Neuroimmunologic Diseases of Animals and Humans. The Joseph E. Smadel Memorial Lecture

Abstract

New precepts gained from the crescendo of neuroimmunobiologic research of recent decades have increased our understanding of experimental allergic encephalomyelitis (EAE), virus-associated acute disseminated encephalomyelitis (ADE), and multiple sclerosis (MS). EAE of animals and humans provides evidence of the existence in mammalian lymphoid tissues of potential clones of cells with autoreactivity for myelin basic protein (MBP) and other antigenic constituents of the central nervous system (CNS).
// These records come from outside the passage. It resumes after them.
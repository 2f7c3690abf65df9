use std::time::Duration;

use crate::config::GateTiming;
use crate::gate::{ClosedValueFn, HysteresisGate, ThresholdFn};
use crate::svc::{Clock, MonotonicClock};

pub struct GateBuilder<T> {
    threshold: ThresholdFn<T>,
    closed_value: Option<ClosedValueFn<T>>,
    timing: GateTiming,
}

impl<T: 'static> GateBuilder<T> {
    pub fn new<F>(mut predicate: F) -> Self
    where
        F: FnMut(&T) -> bool + Send + 'static,
    {
        Self::try_new(move |value: &T| Ok(predicate(value)))
    }

    /// Predicate that may fail. A failure is returned by `process` as is.
    pub fn try_new<F>(predicate: F) -> Self
    where
        F: FnMut(&T) -> anyhow::Result<bool> + Send + 'static,
    {
        Self {
            threshold: Box::new(predicate),
            closed_value: None,
            timing: GateTiming::default(),
        }
    }

    /// Value emitted for every tick while the gate is closed.
    pub fn closed_value<F>(mut self, closed_value: F) -> Self
    where
        F: FnMut() -> T + Send + 'static,
    {
        self.closed_value = Some(Box::new(closed_value));
        self
    }

    pub fn time_before_open(mut self, d: Duration) -> Self {
        self.timing.time_before_open = d;
        self
    }

    pub fn time_before_close(mut self, d: Duration) -> Self {
        self.timing.time_before_close = d;
        self
    }

    pub fn timing(mut self, timing: GateTiming) -> Self {
        self.timing = timing;
        self
    }

    pub fn build(self) -> HysteresisGate<T, MonotonicClock> {
        self.build_with_clock(MonotonicClock::default())
    }

    pub fn build_with_clock<C: Clock>(self, clock: C) -> HysteresisGate<T, C> {
        HysteresisGate::from_parts(self.threshold, self.closed_value, self.timing, clock)
    }
}
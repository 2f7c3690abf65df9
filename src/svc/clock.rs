use std::sync::atomic::{AtomicU64, Ordering};
use std::sync::Arc;
use std::time::Duration;

/// Milliseconds since the origin of the clock that produced it.
#[derive(
    Default, Debug, Copy, Clone, Eq, PartialEq, Ord, PartialOrd, serde::Serialize, serde::Deserialize,
)]
pub struct Instant(u64);

impl Instant {
    pub fn from_millis(ms: u64) -> Self {
        Self(ms)
    }

    pub fn to_millis(&self) -> u64 {
        self.0
    }

    /// Time elapsed from `earlier` to `self`, zero if `earlier` is later.
    pub fn saturating_duration_since(&self, earlier: Instant) -> Duration {
        Duration::from_millis(self.0.saturating_sub(earlier.0))
    }
}

pub trait Clock {
    fn now(&self) -> Instant;
}

impl<C: Clock + ?Sized> Clock for &C {
    fn now(&self) -> Instant {
        (**self).now()
    }
}

impl<C: Clock + ?Sized> Clock for Box<C> {
    fn now(&self) -> Instant {
        (**self).now()
    }
}

impl<C: Clock + ?Sized> Clock for Arc<C> {
    fn now(&self) -> Instant {
        (**self).now()
    }
}

/// Wall clock, counting milliseconds from its creation.
#[derive(Debug, Clone)]
pub struct MonotonicClock {
    start: std::time::Instant,
}

impl Default for MonotonicClock {
    fn default() -> Self {
        Self {
            start: std::time::Instant::now(),
        }
    }
}

impl Clock for MonotonicClock {
    fn now(&self) -> Instant {
        let t = std::time::Instant::now().saturating_duration_since(self.start);

        // u64 milliseconds outlive any realistic process
        Instant(u64::try_from(t.as_millis()).unwrap_or(u64::MAX))
    }
}

/// Virtual clock that only moves when told to.
///
/// Clones share the same time, so a test can keep a handle while the gate
/// owns another one.
#[derive(Debug, Clone, Default)]
pub struct ManualClock {
    millis: Arc<AtomicU64>,
}

impl ManualClock {
    pub fn new() -> Self {
        Self::default()
    }

    pub fn from_millis(ms: u64) -> Self {
        Self {
            millis: Arc::new(AtomicU64::new(ms)),
        }
    }

    pub fn set(&self, t: Instant) {
        self.millis.store(t.to_millis(), Ordering::Release);
    }

    pub fn advance(&self, d: Duration) {
        let ms = u64::try_from(d.as_millis()).unwrap_or(u64::MAX);
        // fetch_update never fails when the closure always returns Some
        let _ = self
            .millis
            .fetch_update(Ordering::AcqRel, Ordering::Acquire, |t| {
                Some(t.saturating_add(ms))
            });
    }
}

impl Clock for ManualClock {
    fn now(&self) -> Instant {
        Instant(self.millis.load(Ordering::Acquire))
    }
}
pub use config::GateTiming;
pub use gate::{GateBuilder, GateState, GateStatus, HysteresisGate, ProcessResult};

pub mod config;
pub mod gate;
pub mod stream;
pub mod svc;
use crate::gate::{HysteresisGate, ProcessResult};
use crate::stream::Sink;
use crate::svc::Clock;

/// A gate lifted onto a downstream sink.
///
/// Upstream calls `on_next` for every value in arrival order. A predicate
/// failure is delivered once through `on_error` and ends the stream: all
/// later calls are ignored.
pub struct GateOperator<T, C, S> {
    gate: HysteresisGate<T, C>,
    sink: S,
    terminated: bool,
}

impl<T, C: Clock, S: Sink<T>> GateOperator<T, C, S> {
    pub fn new(gate: HysteresisGate<T, C>, sink: S) -> Self {
        Self {
            gate,
            sink,
            terminated: false,
        }
    }

    fn is_live(&self) -> bool {
        !self.terminated && !self.sink.is_unsubscribed()
    }

    pub fn on_next(&mut self, value: T) {
        if !self.is_live() {
            return;
        }

        match self.gate.process(value) {
            Ok(ProcessResult::Pass(v)) | Ok(ProcessResult::Closed(v)) => self.sink.on_next(v),
            Ok(ProcessResult::Suppressed) => {}
            Err(e) => {
                log::warn!("Threshold predicate failed: {e:#}");
                self.terminated = true;
                self.sink.on_error(e);
            }
        }
    }

    pub fn on_completed(&mut self) {
        if self.is_live() {
            self.terminated = true;
            self.sink.on_completed();
        }
    }

    pub fn on_error(&mut self, error: anyhow::Error) {
        if self.is_live() {
            self.terminated = true;
            self.sink.on_error(error);
        }
    }

    /// Feeds every value, then completes.
    pub fn run<I>(&mut self, values: I)
    where
        I: IntoIterator<Item = T>,
    {
        for value in values {
            if !self.is_live() {
                return;
            }
            self.on_next(value);
        }
        self.on_completed();
    }
}

impl<T, C, S> GateOperator<T, C, S> {
    pub fn is_terminated(&self) -> bool {
        self.terminated
    }

    pub fn gate(&self) -> &HysteresisGate<T, C> {
        &self.gate
    }

    pub fn gate_mut(&mut self) -> &mut HysteresisGate<T, C> {
        &mut self.gate
    }

    pub fn sink(&self) -> &S {
        &self.sink
    }

    pub fn sink_mut(&mut self) -> &mut S {
        &mut self.sink
    }

    pub fn into_parts(self) -> (HysteresisGate<T, C>, S) {
        (self.gate, self.sink)
    }
}

impl<T, C: Clock> HysteresisGate<T, C> {
    pub fn lift<S: Sink<T>>(self, sink: S) -> GateOperator<T, C, S> {
        GateOperator::new(self, sink)
    }
}
pub use clock::{Clock, Instant, ManualClock, MonotonicClock};

pub mod clock;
In a new hamster model, EAE has been strikingly potentiated by persistent infection of the CNS with defective measles virus, a finding that also has implications for virus-associated ADE. Endogenous MBP or MBP degradation fragments, reactive with MBP antibodies of various affinities, have been detected by a recently devised radioimmunoassay in serum, plasma, and other body fluids of normal rats, rats with EAE, and patients with virus-associated ADE or MS. Circulating MBP or MBP fragments may be of great importance in inhibiting neuroautoimmune reactivity and playa role in repair of immunologic CNS injury should it inadvertently occur. Finally, the impressive degree of concordance of immunologic events in EAE, virus-associated ADE, and MS provides additional support for the central importance of host neuroimmunologic responses in the pathogenesis of these neurologic diseases.